━━━━━ Provided records

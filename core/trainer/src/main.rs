// Path and File Name : /home/decepticloud/core/trainer/src/main.rs
// Author: nXxBku0CKFAJCBN3X1g3bQk7OxYQylg8CMw1iGsq7gU
// Details of functionality of this file: Main entrypoint for decepticloud-train - configuration, fail-closed preflight reset, training run, shutdown teardown, model save

use std::path::PathBuf;
use std::process;
use std::sync::atomic::Ordering;
use std::sync::Arc;
use anyhow::Context;
use clap::{Parser, ValueEnum};
use tokio::signal;
use tracing::{error, warn, info};
use tracing_subscriber::EnvFilter;

use decepticloud_deception::{
    runtime_for_target, Action, DeploymentController, EnvironmentConfig, HoneynetEnvironment, HoneypotRegistry,
    LogSignalExtractor, TeardownEngine, TeardownStatus, ACTION_COUNT, STATE_SIZE,
};
use decepticloud_trainer::{
    AgentConfig, CsvMetricsSink, DqnAgent, MetricsSink, MultiSink, RunSummary, StaticPolicy, TracingMetricsSink,
    TrainerError, TrainingConfig, TrainingLoop,
};

const DEFAULT_MODEL_FILE: &str = "dqn_model.json";

#[derive(Debug, Clone, Copy, ValueEnum)]
enum StaticAction {
    None,
    Ssh,
    Web,
}

impl From<StaticAction> for Action {
    fn from(value: StaticAction) -> Self {
        match value {
            StaticAction::None => Action::None,
            StaticAction::Ssh => Action::DeploySsh,
            StaticAction::Web => Action::DeployWeb,
        }
    }
}

#[derive(Debug, Parser)]
#[command(name = "decepticloud-train")]
#[command(about = "DeceptiCloud adaptive honeypot selection - DQN training loop")]
struct Cli {
    /// Number of episodes
    #[arg(long)]
    episodes: Option<usize>,
    /// Timesteps per episode
    #[arg(long)]
    timesteps: Option<usize>,
    /// Deployment target: `dry-run` or a Docker Engine URL
    #[arg(long)]
    target: Option<String>,
    /// Resume the agent from a checkpoint
    #[arg(long)]
    resume: Option<PathBuf>,
    /// Checkpoint path written after the run
    #[arg(long)]
    save: Option<PathBuf>,
    /// Directory for CSV results and the default checkpoint
    #[arg(long)]
    results_dir: Option<PathBuf>,
    /// Honeypot asset registry (YAML)
    #[arg(long)]
    assets: Option<PathBuf>,
    /// Run a fixed-action baseline instead of the learning agent
    #[arg(long, value_enum, conflicts_with_all = ["resume", "save"])]
    static_action: Option<StaticAction>,
    /// Seed for exploration, sampling and weight initialization
    #[arg(long)]
    seed: Option<u64>,
}

#[tokio::main]
async fn main() {
    tracing_subscriber::fmt()
        .with_env_filter(EnvFilter::try_from_default_env().unwrap_or_else(|_| EnvFilter::new("info")))
        .init();

    let cli = Cli::parse();
    info!("DeceptiCloud trainer starting...");

    match run(cli).await {
        Ok(summary) => {
            info!(
                "Training complete: episodes={} steps={} rewards={:?} final_epsilon={:.4} stopped_early={}",
                summary.episodes_completed,
                summary.total_steps,
                summary.episode_rewards,
                summary.final_epsilon,
                summary.stopped_early
            );
            process::exit(0);
        }
        Err(e) => {
            error!("Trainer error: {:#}", e);
            error!("FAIL-CLOSED: training aborted");
            process::exit(1);
        }
    }
}

enum Runner {
    Learning(DqnAgent),
    Baseline(StaticPolicy),
}

/// Builds the learning agent, resuming from `--resume` when given. Runs before any
/// deployment target or results file is touched.
fn build_agent(cli: &Cli) -> anyhow::Result<DqnAgent> {
    let mut agent_config = AgentConfig::from_env().context("agent configuration")?;
    if cli.seed.is_some() {
        agent_config.seed = cli.seed;
    }
    let mut agent = DqnAgent::new(STATE_SIZE, ACTION_COUNT, agent_config)?;
    if let Some(path) = &cli.resume {
        agent.load(path).context("resume checkpoint")?;
    }
    Ok(agent)
}

async fn run(cli: Cli) -> anyhow::Result<RunSummary> {
    let mut env_config = EnvironmentConfig::from_env().context("environment configuration")?;
    if let Some(target) = &cli.target {
        env_config.target = target.clone();
    }

    let mut training_config = TrainingConfig::from_env().context("training configuration")?;
    if let Some(episodes) = cli.episodes {
        training_config.episodes = episodes;
    }
    if let Some(timesteps) = cli.timesteps {
        training_config.timesteps_per_episode = timesteps;
    }
    if let Some(dir) = &cli.results_dir {
        training_config.results_dir = dir.clone();
    }
    training_config.validate()?;

    let mut runner = match cli.static_action {
        Some(action) => Runner::Baseline(StaticPolicy::new(action.into())),
        None => Runner::Learning(build_agent(&cli)?),
    };
    let save_path = cli
        .save
        .clone()
        .unwrap_or_else(|| training_config.results_dir.join(DEFAULT_MODEL_FILE));

    let registry = Arc::new(match &cli.assets {
        Some(path) => HoneypotRegistry::load(path),
        None => HoneypotRegistry::from_env(),
    }
    .context("asset registry")?);

    let runtime = runtime_for_target(&env_config.target, env_config.deploy_timeout).context("deployment target")?;
    let controller = Arc::new(DeploymentController::new(
        runtime,
        registry.clone(),
        env_config.deploy_timeout,
    ));
    let teardown = TeardownEngine::new(controller.clone(), env_config.reset_retries, env_config.reset_backoff);
    teardown.preflight().await.context("preflight reset")?;

    let signals = LogSignalExtractor::from_registry(&registry, env_config.poll_timeout);
    let mut env = HoneynetEnvironment::new(
        controller,
        Box::new(signals),
        env_config.step_settle,
        env_config.poll_timeout,
    );

    let mut sink = MultiSink::new(vec![
        Box::new(CsvMetricsSink::create(&training_config.results_dir)?) as Box<dyn MetricsSink>,
        Box::new(TracingMetricsSink),
    ]);

    let training = TrainingLoop::new(training_config);
    let stop = training.stop_flag();
    tokio::spawn(async move {
        if signal::ctrl_c().await.is_ok() {
            warn!("Interrupt received, stopping after the current timestep");
            stop.store(true, Ordering::SeqCst);
        }
    });

    let result = match &mut runner {
        Runner::Learning(agent) => {
            let result = training.run(&mut env, agent, &mut sink).await;
            match &result {
                Err(e) if e.is_numerical() => {
                    warn!("Numerical failure, checkpoint not written: {}", e);
                }
                _ => {
                    if let Err(e) = agent.save(&save_path) {
                        error!("Checkpoint save to {} failed: {}", save_path.display(), e);
                        if result.is_ok() {
                            return finish(&teardown, Err(e)).await;
                        }
                    }
                }
            }
            result
        }
        Runner::Baseline(policy) => training.run(&mut env, policy, &mut sink).await,
    };

    finish(&teardown, result).await
}

async fn finish(teardown: &TeardownEngine, result: Result<RunSummary, TrainerError>) -> anyhow::Result<RunSummary> {
    let cleanup = teardown.teardown_all().await;
    if cleanup.status != TeardownStatus::Completed {
        warn!("Shutdown teardown incomplete: {}", cleanup.errors.join("; "));
    }
    Ok(result?)
}
// Path and File Name : /home/decepticloud/core/trainer/src/metrics.rs
// Author: nXxBku0CKFAJCBN3X1g3bQk7OxYQylg8CMw1iGsq7gU
// Details of functionality of this file: Training metrics - per-timestep and per-episode records, append-only sinks (CSV result files, structured tracing events, in-memory)

use std::fs::{self, File, OpenOptions};
use std::path::{Path, PathBuf};
use chrono::{DateTime, Utc};
use csv::{Writer, WriterBuilder};
use serde::Serialize;
use tracing::info;

use crate::errors::TrainerError;

pub const TIMESTEP_FILE: &str = "results_per_timestep.csv";
pub const SUMMARY_FILE: &str = "results_summary.csv";

/// One row per timestep. `episode` and `timestep` are 1-based.
#[derive(Debug, Clone, PartialEq, Serialize)]
pub struct TimestepRecord {
    pub run_id: String,
    pub episode: usize,
    pub timestep: usize,
    pub action: usize,
    pub reward: f64,
    pub cumulative_reward: f64,
    pub epsilon: f64,
    pub ssh_attack: u8,
    pub web_attack: u8,
    pub active_asset: u8,
    pub loss: Option<f64>,
    pub timestamp: DateTime<Utc>,
}

#[derive(Debug, Clone, PartialEq, Serialize)]
pub struct EpisodeRecord {
    pub run_id: String,
    pub episode: usize,
    pub total_reward: f64,
    pub epsilon: f64,
    pub timesteps: usize,
    pub timestamp: DateTime<Utc>,
}

pub trait MetricsSink: Send {
    fn record_timestep(&mut self, record: &TimestepRecord) -> Result<(), TrainerError>;

    fn record_episode(&mut self, record: &EpisodeRecord) -> Result<(), TrainerError>;

    fn flush(&mut self) -> Result<(), TrainerError> {
        Ok(())
    }
}

/// Appends to `results_per_timestep.csv` and `results_summary.csv` in a results
/// directory. Headers are written only when a file is created.
pub struct CsvMetricsSink {
    dir: PathBuf,
    timesteps: Writer<File>,
    summary: Writer<File>,
}

impl CsvMetricsSink {
    pub fn create(dir: &Path) -> Result<Self, TrainerError> {
        fs::create_dir_all(dir)?;
        let sink = Self {
            dir: dir.to_path_buf(),
            timesteps: Self::open(&dir.join(TIMESTEP_FILE))?,
            summary: Self::open(&dir.join(SUMMARY_FILE))?,
        };
        info!("Writing training metrics to {}", dir.display());
        Ok(sink)
    }

    fn open(path: &Path) -> Result<Writer<File>, TrainerError> {
        let is_new = fs::metadata(path).map(|m| m.len() == 0).unwrap_or(true);
        let file = OpenOptions::new().create(true).append(true).open(path)?;
        Ok(WriterBuilder::new().has_headers(is_new).from_writer(file))
    }

    pub fn dir(&self) -> &Path {
        &self.dir
    }
}

impl MetricsSink for CsvMetricsSink {
    fn record_timestep(&mut self, record: &TimestepRecord) -> Result<(), TrainerError> {
        self.timesteps.serialize(record)?;
        self.timesteps.flush()?;
        Ok(())
    }

    fn record_episode(&mut self, record: &EpisodeRecord) -> Result<(), TrainerError> {
        self.summary.serialize(record)?;
        self.summary.flush()?;
        Ok(())
    }

    fn flush(&mut self) -> Result<(), TrainerError> {
        self.timesteps.flush()?;
        self.summary.flush()?;
        Ok(())
    }
}

/// Emits every record as a structured `tracing` event.
#[derive(Debug, Default)]
pub struct TracingMetricsSink;

impl MetricsSink for TracingMetricsSink {
    fn record_timestep(&mut self, record: &TimestepRecord) -> Result<(), TrainerError> {
        info!(
            target: "decepticloud::metrics",
            run_id = %record.run_id,
            episode = record.episode,
            timestep = record.timestep,
            action = record.action,
            reward = record.reward,
            cumulative_reward = record.cumulative_reward,
            epsilon = record.epsilon,
            ssh_attack = record.ssh_attack,
            web_attack = record.web_attack,
            active_asset = record.active_asset,
            loss = ?record.loss,
            "timestep"
        );
        Ok(())
    }

    fn record_episode(&mut self, record: &EpisodeRecord) -> Result<(), TrainerError> {
        info!(
            target: "decepticloud::metrics",
            run_id = %record.run_id,
            episode = record.episode,
            total_reward = record.total_reward,
            epsilon = record.epsilon,
            timesteps = record.timesteps,
            "episode"
        );
        Ok(())
    }
}

#[derive(Debug, Default)]
pub struct MemoryMetricsSink {
    pub timesteps: Vec<TimestepRecord>,
    pub episodes: Vec<EpisodeRecord>,
}

impl MetricsSink for MemoryMetricsSink {
    fn record_timestep(&mut self, record: &TimestepRecord) -> Result<(), TrainerError> {
        self.timesteps.push(record.clone());
        Ok(())
    }

    fn record_episode(&mut self, record: &EpisodeRecord) -> Result<(), TrainerError> {
        self.episodes.push(record.clone());
        Ok(())
    }
}

/// Fans records out to several sinks.
#[derive(Default)]
pub struct MultiSink {
    sinks: Vec<Box<dyn MetricsSink>>,
}

impl MultiSink {
    pub fn new(sinks: Vec<Box<dyn MetricsSink>>) -> Self {
        Self { sinks }
    }
}

impl MetricsSink for MultiSink {
    fn record_timestep(&mut self, record: &TimestepRecord) -> Result<(), TrainerError> {
        for sink in self.sinks.iter_mut() {
            sink.record_timestep(record)?;
        }
        Ok(())
    }

    fn record_episode(&mut self, record: &EpisodeRecord) -> Result<(), TrainerError> {
        for sink in self.sinks.iter_mut() {
            sink.record_episode(record)?;
        }
        Ok(())
    }

    fn flush(&mut self) -> Result<(), TrainerError> {
        for sink in self.sinks.iter_mut() {
            sink.flush()?;
        }
        Ok(())
    }
}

━━━━━━━━━━

» **Problem to work on**: Copy the lines of the data above exactly as written, beginning with the line containing "#[arg(long, value_enum, conflicts_with_all" and ending with the line containing "tracing_subscriber::fmt()", and leave out all other lines.

» **Exercise solution**:
    #[arg(long, value_enum, conflicts_with_all = ["resume", "save"])]
    static_action: Option<StaticAction>,
    /// Seed for exploration, sampling and weight initialization
    #[arg(long)]
    seed: Option<u64>,
}

#[tokio::main]
async fn main() {
    tracing_subscriber::fmt()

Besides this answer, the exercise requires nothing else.